Tratado III. As virtudes de Nossa Senhora
Diz o Pseudo-Agostinho que, para obter com mais certeza e profusão os favores dos santos, é necessário imitá-los porque nosso esforço nesse sentido fá-los dispostos a rogar por nós. Depois de ter subtraído alguma alma das garras de Lúcifer, unindo-a com Deus, quer Maria, Rainha dos santos e nossa primeira advogada, que ela se aplique a imitá-la. Do contrário não poderá enriquecê-la de suas graças como desej aria, vendo-a a si oposta nos costumes. Chama por isso de bem-aventurados os que diligentemente lhe imitam a vida.

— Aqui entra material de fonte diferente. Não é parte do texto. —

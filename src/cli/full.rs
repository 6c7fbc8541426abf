use anyhow::{Context, Result};
use std::path::Path;

use crate::config::{CommandKind, Environment, Settings};
use crate::output;

use super::{build, deploy};

/// Build and push a fresh tag, then deploy exactly that tag.
pub async fn run(
    settings: &Settings,
    environment: Option<&str>,
    tag: Option<&str>,
    project_root: &Path,
) -> Result<()> {
    settings.require(CommandKind::Full)?;
    let environment = Environment::new(settings.environment_name(environment))?;
    // Nothing is pushed unless the deploy half can run.
    let target = settings.target()?;
    let database_url = settings.database_url()?;

    let image = build::run(settings, tag, project_root).context("Build failed, nothing was deployed")?;

    output::info(&format!("Deploying freshly built tag {}", image.tag));
    deploy::deploy_image(settings, &target, database_url, environment, &image, false).await
}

“Agora, pois, filhos, ouvi-me: Bem-aventurados os que guardam os meus caminhos” (Pr 8,32).
Quem ama, se assemelha ou procura assemelhar-se à pessoa amada, segundo um afamado provérbio. Daí a exortação do Pseudo-Jerônimo para mostrarmos nosso amor a Maria pela imitação de suas virtudes, sendo esse o maior obséquio que lhe podemos ofertar. Segundo Ricardo de São Lourenço, são e podem chamar-se verdadeiros filhos de Maria somente aqueles que buscam copiar-lhe em tudo a vida. Esforce-se, pois, o filho (conclui o autor da Salve Rainha) por imitar a Mãe, se deseja seus favores. Vendo-se ela honrada como Mãe, como filho o tratará e favorecerá. É verdade, poucas particularidades registram os evangelistas, quando falam das virtudes de Maria. Entretanto, chamando-a “cheia de graças” nos fazem saber, bem claramente, que teve todas as virtudes em grau heroico. De modo que, diz Santo Tomás, enquanto os demais santos sobressaíam, cada um em alguma virtude particular, foi a Bem-aventurada Virgem extraordinária em todas e de todas nos foi dada como modelo. É idêntico o testemunho de Santo Ambrósio: A sua só vida é uma escola de virtudes para todos. Exorta-nos por isso: Seja-vos como uma imagem e luminoso modelo a virgindade e a vida de Maria. Nela tendes exemplos para vossa vida, mostrando-vos o que deveis corrigir ou evitar ou guardar.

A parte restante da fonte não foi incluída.